During the earthquake, its only runway was destroyed. While the airport is back up and running with limited flights, officials are discussing if, and where, it should be relocated.
High risk in Istanbul
Ersoy, who was one of the experts who met with Erdogan in the days following the disaster, is now repeating his warnings about what could come next — a quake in Turkey's Marmara region, near the city of Istanbul.
He says the earthquake recurrence period is 250 years and the last big earthquake along that section of the fault line happened in 1776.
"That is why there is a big tension in Marmara Sea," he said.
He expects an earthquake 7.0 or even 7.5 will eventually occur, which could produce a tsunami. In a region with a population of 30 million people, he believes the deaths could be as high as 150,000.
In the municipality of Istanbul, nearly 70 per cent of all of buildings were built before 2000, according to Özlem Tut, head of a project to inspect buildings there.
For the past three years, city crews have been inspecting buildings for structural integrity and found that about half of the nearly 30,000 buildings they looked at could collapse in a major earthquake.
Those who live in buildings that are at the highest risk can apply for funding to renovate, but Tut told CBC News that initially there was limited interest in the project. She said people were afraid that their homes could be demolished if they failed the inspection.

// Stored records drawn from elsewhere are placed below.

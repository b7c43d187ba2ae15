use std::fmt::{Display, Formatter};

use crate::core::color::Color;

/// Surface description written as one `newmtl` block per mesh.
#[derive(Debug, Clone, PartialEq)]
pub struct Material {
    pub name: String,

    pub diffuse_color: Color,
    pub specular_color: Color,
    pub opacity: f32,

    // Texture paths as the caller knows them, relocated on export
    pub diffuse_texture: Option<String>,
    pub specular_map_texture: Option<String>,
    pub normal_map_texture: Option<String>,
}

impl Material {
    pub fn new(name: impl Into<String>) -> Self {
        Self {
            name: name.into(),
            ..Default::default()
        }
    }

    pub fn from_tobj(mat: tobj::Material) -> Self {
        let defaults = Self::default();
        Self {
            name: mat.name,

            diffuse_color: mat.diffuse.map(Color::from_array).unwrap_or(defaults.diffuse_color),
            specular_color: mat
                .specular
                .map(Color::from_array)
                .unwrap_or(defaults.specular_color),
            opacity: mat.dissolve.unwrap_or(defaults.opacity),

            diffuse_texture: mat.diffuse_texture,
            specular_map_texture: mat.specular_texture,
            normal_map_texture: mat.normal_texture,
        }
    }

    pub fn has_textures(&self) -> bool {
        self.diffuse_texture.is_some()
            || self.specular_map_texture.is_some()
            || self.normal_map_texture.is_some()
    }
}

impl Display for Material {
    fn fmt(&self, f: &mut Formatter<'_>) -> std::fmt::Result {
        write!(
            f,
            "Material {} (Kd {:?}, d {})",
            self.name, self.diffuse_color, self.opacity
        )
    }
}

impl Default for Material {
    fn default() -> Self {
        Self {
            name: "default".to_string(),
            diffuse_color: Color::WHITE,
            specular_color: Color::BLACK,
            opacity: 1.0,
            diffuse_texture: None,
            specular_map_texture: None,
            normal_map_texture: None,
        }
    }
}
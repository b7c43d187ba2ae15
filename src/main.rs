use std::fs::File;
use std::path::{Path, PathBuf};
use std::process::ExitCode;

use log::{error, info, warn, LevelFilter};
use simplelog::{
    ColorChoice, CombinedLogger, Config, SharedLogger, TermLogger, TerminalMode, WriteLogger,
};

use bodymesh::config::ground_offset;
use bodymesh::segment::{indices_path, write_indices};
use bodymesh::wavefront::{load_mtl, KeepPaths, TextureFolder, TextureResolver};
use bodymesh::{
    create_clap_command, handle_clap_matches, load_obj, log_level, segment, write_obj,
    BodyPart, CliCommand, ExportConfig, JointMap, Mesh, Result,
};

fn init_logging(level: LevelFilter, log_file: Option<&PathBuf>) -> Result<()> {
    let mut loggers: Vec<Box<dyn SharedLogger>> = vec![TermLogger::new(
        level,
        Config::default(),
        TerminalMode::Mixed,
        ColorChoice::Auto,
    )];
    if let Some(path) = log_file {
        loggers.push(WriteLogger::new(level, Config::default(), File::create(path)?));
    }
    if CombinedLogger::init(loggers).is_err() {
        eprintln!("logger already initialized");
    }
    Ok(())
}

fn load_meshes(inputs: &[PathBuf]) -> Result<Vec<Mesh>> {
    inputs.iter().map(load_obj).collect()
}

fn ground(meshes: &[Mesh], config: &mut ExportConfig) {
    if config.feet_on_ground {
        config.offset = ground_offset(meshes, config);
        info!("feet on ground, offset y {:.4}", config.offset.y);
    }
}

fn run_inspect(input: &Path) -> Result<()> {
    let mesh = load_obj(input)?;
    info!(
        "{}: {} vertices, {} faces, {} uvs",
        mesh.name,
        mesh.vertex_count(),
        mesh.face_count(),
        if mesh.has_uv { mesh.texco.len() } else { 0 }
    );
    for group in &mesh.face_groups {
        let faces = mesh.group.iter().filter(|&&g| g == group.idx).count();
        info!("  group {} ({} faces)", group.name, faces);
    }
    Ok(())
}

fn run_export(
    inputs: &[PathBuf],
    output: &Path,
    mut config: ExportConfig,
    material: Option<&PathBuf>,
    copy_textures: bool,
    joints: Option<&PathBuf>,
) -> Result<()> {
    let mut meshes = load_meshes(inputs)?;
    if let Some(mtl) = material {
        let materials = load_mtl(mtl)?;
        if materials.is_empty() {
            warn!("{} holds no materials", mtl.display());
        }
        for (i, mesh) in meshes.iter_mut().enumerate() {
            if let Some(mat) = materials.get(i).or_else(|| materials.last()) {
                info!("{}: {}", mesh.name, mat);
                mesh.material = mat.clone();
            }
        }
    }
    ground(&meshes, &mut config);

    // Nothing is written unless segmentation succeeds
    let segmentation = match joints {
        Some(joints) => Some(segment(&meshes, &JointMap::load(joints)?, &config)?),
        None => None,
    };

    if copy_textures && !meshes.iter().any(|mesh| mesh.material.has_textures()) {
        warn!("--copy-textures given but no material references a texture");
    }
    let mut resolver: Box<dyn TextureResolver> = if copy_textures {
        let root = output.parent().map(Path::to_path_buf).unwrap_or_default();
        Box::new(TextureFolder::new(root))
    } else {
        Box::new(KeepPaths)
    };
    let centering = write_obj(output, &meshes, &config, resolver.as_mut())?;
    info!("centering {:.4}", centering);

    if let Some(segmentation) = segmentation {
        write_indices(indices_path(output), &segmentation)?;
    }
    Ok(())
}

fn run_segment(
    inputs: &[PathBuf],
    output: Option<&PathBuf>,
    joints: &Path,
    mut config: ExportConfig,
) -> Result<()> {
    let meshes = load_meshes(inputs)?;
    ground(&meshes, &mut config);
    let joints = JointMap::load(joints)?;
    let segmentation = segment(&meshes, &joints, &config)?;
    for part in BodyPart::ALL {
        info!("{:>10}: {}", part.label(), segmentation.group(part).len());
    }
    let target = match output {
        Some(path) => path.clone(),
        None => inputs
            .first()
            .map(|input| indices_path(input))
            .unwrap_or_else(|| PathBuf::from("bodyIndices")),
    };
    write_indices(target, &segmentation)
}

fn main() -> ExitCode {
    let matches = create_clap_command().get_matches();
    if let Err(e) = init_logging(log_level(&matches), matches.get_one::<PathBuf>("log-file")) {
        eprintln!("could not open log file: {}", e);
        return ExitCode::FAILURE;
    }

    let Some(command) = handle_clap_matches(&matches) else {
        error!("no command given");
        return ExitCode::FAILURE;
    };

    let result = match command {
        CliCommand::Inspect { input } => run_inspect(&input),
        CliCommand::Export {
            inputs,
            output,
            config,
            material,
            copy_textures,
            joints,
        } => run_export(
            &inputs,
            &output,
            config,
            material.as_ref(),
            copy_textures,
            joints.as_ref(),
        ),
        CliCommand::Segment {
            inputs,
            output,
            joints,
            config,
        } => run_segment(&inputs, output.as_ref(), &joints, config),
    };

    match result {
        Ok(()) => ExitCode::SUCCESS,
        Err(e) => {
            error!("{}", e);
            ExitCode::FAILURE
        }
    }
}

#[cfg(test)]
mod tests {
    use super::*;
    use std::fs;

    #[test]
    fn bad_joint_file_leaves_no_export() {
        let dir = tempfile::tempdir().unwrap();
        let input = dir.path().join("body.obj");
        fs::write(&input, "v 0 0 0\nv 1 0 0\nv 0 1 0\nf 1 2 3\n").unwrap();
        let joints = dir.path().join("joints.json");
        fs::write(&joints, "{\"Head Center\": [0, 1]}").unwrap();
        let output = dir.path().join("out").join("human.obj");
        fs::create_dir_all(output.parent().unwrap()).unwrap();

        let result = run_export(
            &[input],
            &output,
            ExportConfig::default(),
            None,
            false,
            Some(&joints),
        );
        assert!(result.is_err());
        assert!(!output.exists());
        assert!(!output.with_extension("mtl").exists());
        assert!(!indices_path(&output).exists());
    }
}
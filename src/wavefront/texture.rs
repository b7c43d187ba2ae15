use std::collections::HashMap;
use std::fs;
use std::path::{Path, PathBuf};

use log::{debug, warn};

use crate::error::Result;

/// Decides which path a material file embeds for a texture.
pub trait TextureResolver {
    fn relocate(&mut self, texture: &Path) -> Result<String>;
}

/// Embed texture paths exactly as the material holds them.
#[derive(Debug, Default, Clone, Copy)]
pub struct KeepPaths;

impl TextureResolver for KeepPaths {
    fn relocate(&mut self, texture: &Path) -> Result<String> {
        Ok(texture.to_string_lossy().into_owned())
    }
}

/// Copies textures into a folder beside the exported OBJ and embeds paths
/// relative to the OBJ. Each source file is copied once per export.
#[derive(Debug)]
pub struct TextureFolder {
    root: PathBuf,
    subdir: String,
    copied: HashMap<PathBuf, String>,
}

impl TextureFolder {
    pub const DEFAULT_SUBDIR: &'static str = "textures";

    /// `root` is the directory the OBJ is written to.
    pub fn new(root: impl Into<PathBuf>) -> Self {
        Self::with_subdir(root, Self::DEFAULT_SUBDIR)
    }

    pub fn with_subdir(root: impl Into<PathBuf>, subdir: impl Into<String>) -> Self {
        Self {
            root: root.into(),
            subdir: subdir.into(),
            copied: HashMap::new(),
        }
    }

    /// Absolute folder the textures land in.
    pub fn folder(&self) -> PathBuf {
        self.root.join(&self.subdir)
    }

    pub fn copied(&self) -> impl Iterator<Item = (&Path, &str)> {
        self.copied.iter().map(|(src, dst)| (src.as_path(), dst.as_str()))
    }

    fn unique_name(&self, texture: &Path) -> String {
        let file_name = texture
            .file_name()
            .map(|n| n.to_string_lossy().into_owned())
            .unwrap_or_else(|| "texture".to_string());
        let taken = |candidate: &str| {
            self.copied
                .values()
                .any(|embedded| embedded.rsplit('/').next() == Some(candidate))
        };
        if !taken(&file_name) {
            return file_name;
        }
        let stem = texture
            .file_stem()
            .map(|s| s.to_string_lossy().into_owned())
            .unwrap_or_else(|| "texture".to_string());
        let ext = texture
            .extension()
            .map(|e| format!(".{}", e.to_string_lossy()))
            .unwrap_or_default();
        (1..)
            .map(|n| format!("{}_{}{}", stem, n, ext))
            .find(|candidate| !taken(candidate))
            .unwrap_or(file_name)
    }
}

impl TextureResolver for TextureFolder {
    fn relocate(&mut self, texture: &Path) -> Result<String> {
        if let Some(embedded) = self.copied.get(texture) {
            return Ok(embedded.clone());
        }

        let folder = self.folder();
        fs::create_dir_all(&folder)?;
        let name = self.unique_name(texture);
        let target = folder.join(&name);
        if target.as_path() == texture {
            warn!("texture {} already in place", texture.display());
        } else {
            fs::copy(texture, &target)?;
        }
        debug!("copied texture {} to {}", texture.display(), target.display());

        let embedded = format!("{}/{}", self.subdir, name);
        self.copied.insert(texture.to_path_buf(), embedded.clone());
        Ok(embedded)
    }
}

#[cfg(test)]
mod tests {
    use super::*;

    #[test]
    fn keep_paths_is_identity() {
        let mut keep = KeepPaths;
        assert_eq!(keep.relocate(Path::new("skin/young.png")).unwrap(), "skin/young.png");
    }

    #[test]
    fn folder_copies_once_and_dedupes_names() {
        let src = tempfile::tempdir().unwrap();
        let out = tempfile::tempdir().unwrap();
        let a = src.path().join("a");
        let b = src.path().join("b");
        fs::create_dir_all(&a).unwrap();
        fs::create_dir_all(&b).unwrap();
        fs::write(a.join("skin.png"), b"first").unwrap();
        fs::write(b.join("skin.png"), b"second").unwrap();

        let mut folder = TextureFolder::new(out.path());
        let first = folder.relocate(&a.join("skin.png")).unwrap();
        let again = folder.relocate(&a.join("skin.png")).unwrap();
        let second = folder.relocate(&b.join("skin.png")).unwrap();

        assert_eq!(first, "textures/skin.png");
        assert_eq!(again, first);
        assert_eq!(second, "textures/skin_1.png");
        assert_eq!(fs::read(out.path().join("textures/skin_1.png")).unwrap(), b"second");
        assert_eq!(folder.copied().count(), 2);
    }

    #[test]
    fn missing_texture_is_io_error() {
        let out = tempfile::tempdir().unwrap();
        let mut folder = TextureFolder::new(out.path());
        assert!(folder.relocate(Path::new("/nonexistent/skin.png")).is_err());
    }
}
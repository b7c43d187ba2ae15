use std::io::Write;
use std::path::Path;

use log::{debug, info};

use super::texture::TextureResolver;
use super::{write_atomic, write_atomic_all};
use crate::config::{good_name, prepare_meshes, ExportConfig};
use crate::core::geometry::{Material, Mesh};
use crate::error::Result;
use crate::util::format_g;

/// Write `meshes` as one OBJ file (plus an MTL library next to it when
/// `config.write_mtl`). Returns the vertical centering hint, the midpoint of
/// the lowest and highest written y coordinate.
///
/// Face line layout depends on the available channels:
/// ```text
/// f v/t/n ...   normals and uvs
/// f v//n ...    normals only
/// f v/t ...     uvs only
/// f v ...       positions only
/// ```
pub fn write_obj(
    path: impl AsRef<Path>,
    meshes: &[Mesh],
    config: &ExportConfig,
    textures: &mut dyn TextureResolver,
) -> Result<f32> {
    let path = path.as_ref();
    let meshes = prepare_meshes(meshes, config)?;
    let offset = config.effective_offset();
    let mtl_path = path.with_extension("mtl");

    let mut obj: Vec<u8> = Vec::new();
    writeln!(obj, "# bodymesh exported OBJ")?;
    writeln!(obj, "# meshes: {}", meshes.len())?;
    writeln!(obj)?;

    if config.write_mtl {
        let mtl_name = mtl_path
            .file_name()
            .map(|n| n.to_string_lossy().into_owned())
            .unwrap_or_default();
        writeln!(obj, "mtllib {}", mtl_name)?;
    }

    // Vertices
    let mut y_range: Option<(f32, f32)> = None;
    for mesh in &meshes {
        for co in &mesh.coord {
            let co = *co + offset;
            writeln!(obj, "v {:.4} {:.4} {:.4}", co.x, co.y, co.z)?;
            y_range = Some(match y_range {
                Some((lo, hi)) => (lo.min(co.y), hi.max(co.y)),
                None => (co.y, co.y),
            });
        }
    }

    // Vertex normals
    if config.use_normals {
        for mesh in &meshes {
            for no in &mesh.vnorm {
                writeln!(obj, "vn {:.4} {:.4} {:.4}", no.x, no.y, no.z)?;
            }
        }
    }

    // UV vertices
    for mesh in &meshes {
        if mesh.has_uv {
            for uv in &mesh.texco {
                writeln!(obj, "vt {:.6} {:.6}", uv.x, uv.y)?;
            }
        }
    }

    // Faces
    let mut n_verts = 1;
    let mut n_tex_verts = 1;
    for mesh in &meshes {
        writeln!(obj, "usemtl {}", good_name(&mesh.material.name))?;
        writeln!(obj, "g {}", good_name(&mesh.name))?;
        write_faces(&mut obj, mesh, config.use_normals, n_verts, n_tex_verts)?;

        n_verts += mesh.coord.len() as u32;
        n_tex_verts += mesh.texco.len() as u32;
    }

    let mtl = if config.write_mtl {
        let mut mtl: Vec<u8> = Vec::new();
        writeln!(mtl, "# bodymesh exported MTL")?;
        writeln!(mtl, "# materials: {}", meshes.len())?;
        writeln!(mtl)?;
        for mesh in &meshes {
            write_material(&mut mtl, &mesh.material, textures)?;
        }
        Some(mtl)
    } else {
        None
    };

    // The library goes in first so `mtllib` never names a missing file
    match &mtl {
        Some(mtl) => {
            write_atomic_all(&[(mtl_path.as_path(), mtl.as_slice()), (path, obj.as_slice())])?;
            debug!("wrote {}", mtl_path.display());
        }
        None => write_atomic(path, &obj)?,
    }

    let centering = y_range.map_or(0.0, |(lo, hi)| (lo + hi) / 2.0);
    info!(
        "wrote {} ({} meshes, {} vertices), centering {:.4}",
        path.display(),
        meshes.len(),
        n_verts - 1,
        centering
    );
    Ok(centering)
}

fn write_faces(
    out: &mut impl Write,
    mesh: &Mesh,
    use_normals: bool,
    n_verts: u32,
    n_tex_verts: u32,
) -> Result<()> {
    for (fn_idx, fv) in mesh.fvert.iter().enumerate() {
        if !mesh.face_mask[fn_idx] {
            continue;
        }
        let fuv = &mesh.fuvs[fn_idx];

        write!(out, "f")?;
        for n in 0..4 {
            let v = fv[n] + n_verts;
            let t = fuv[n] + n_tex_verts;
            match (use_normals, mesh.has_uv) {
                (true, true) => write!(out, " {}/{}/{}", v, t, v)?,
                (true, false) => write!(out, " {}//{}", v, v)?,
                (false, true) => write!(out, " {}/{}", v, t)?,
                (false, false) => write!(out, " {}", v)?,
            }
        }
        writeln!(out)?;
    }
    Ok(())
}

/// One `newmtl` block. Opacity is written as 0 whenever a diffuse texture is
/// present so the texture alpha drives transparency.
pub fn write_material(
    out: &mut impl Write,
    mat: &Material,
    textures: &mut dyn TextureResolver,
) -> Result<()> {
    writeln!(out)?;
    writeln!(out, "newmtl {}", good_name(&mat.name))?;

    let diff = mat.diffuse_color;
    let spec = mat.specular_color;
    let alpha = if mat.diffuse_texture.is_some() {
        0.0
    } else {
        mat.opacity
    };
    writeln!(
        out,
        "Kd {} {} {}",
        format_g(diff.r, 4),
        format_g(diff.g, 4),
        format_g(diff.b, 4)
    )?;
    writeln!(
        out,
        "Ks {} {} {}",
        format_g(spec.r, 4),
        format_g(spec.g, 4),
        format_g(spec.b, 4)
    )?;
    writeln!(out, "d {}", format_g(alpha, 4))?;

    write_texture(out, "map_Kd", mat.diffuse_texture.as_deref(), textures)?;
    write_texture(out, "map_D", mat.diffuse_texture.as_deref(), textures)?;
    write_texture(out, "map_Ks", mat.specular_map_texture.as_deref(), textures)?;
    // Normal maps travel with the export but stay out of the MTL, some
    // importers read map_Disp / bump entries as opacity.
    if let Some(normal_map) = mat.normal_map_texture.as_deref() {
        textures.relocate(Path::new(normal_map))?;
    }
    Ok(())
}

fn write_texture(
    out: &mut impl Write,
    key: &str,
    texture: Option<&str>,
    textures: &mut dyn TextureResolver,
) -> Result<()> {
    let Some(texture) = texture else {
        return Ok(());
    };
    let new_path = textures.relocate(Path::new(texture))?;
    writeln!(out, "{} {}", key, new_path)?;
    Ok(())
}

However, after the earthquakes, Tut said there has been a surge in interest and her team had received more than 150,000 applications. But there is a limited number of crews to do the work.
Back in Antakya, Sincan wants to see life return, but admits that the old town likely won't be the way it was before.
Inside his antique shop, he has a map of Turkey's fault lines hanging on the wall. He says he decided to put it up just six months before the earthquakes.
"For me it was maybe a message," he said. "Wake up ... something bad is coming."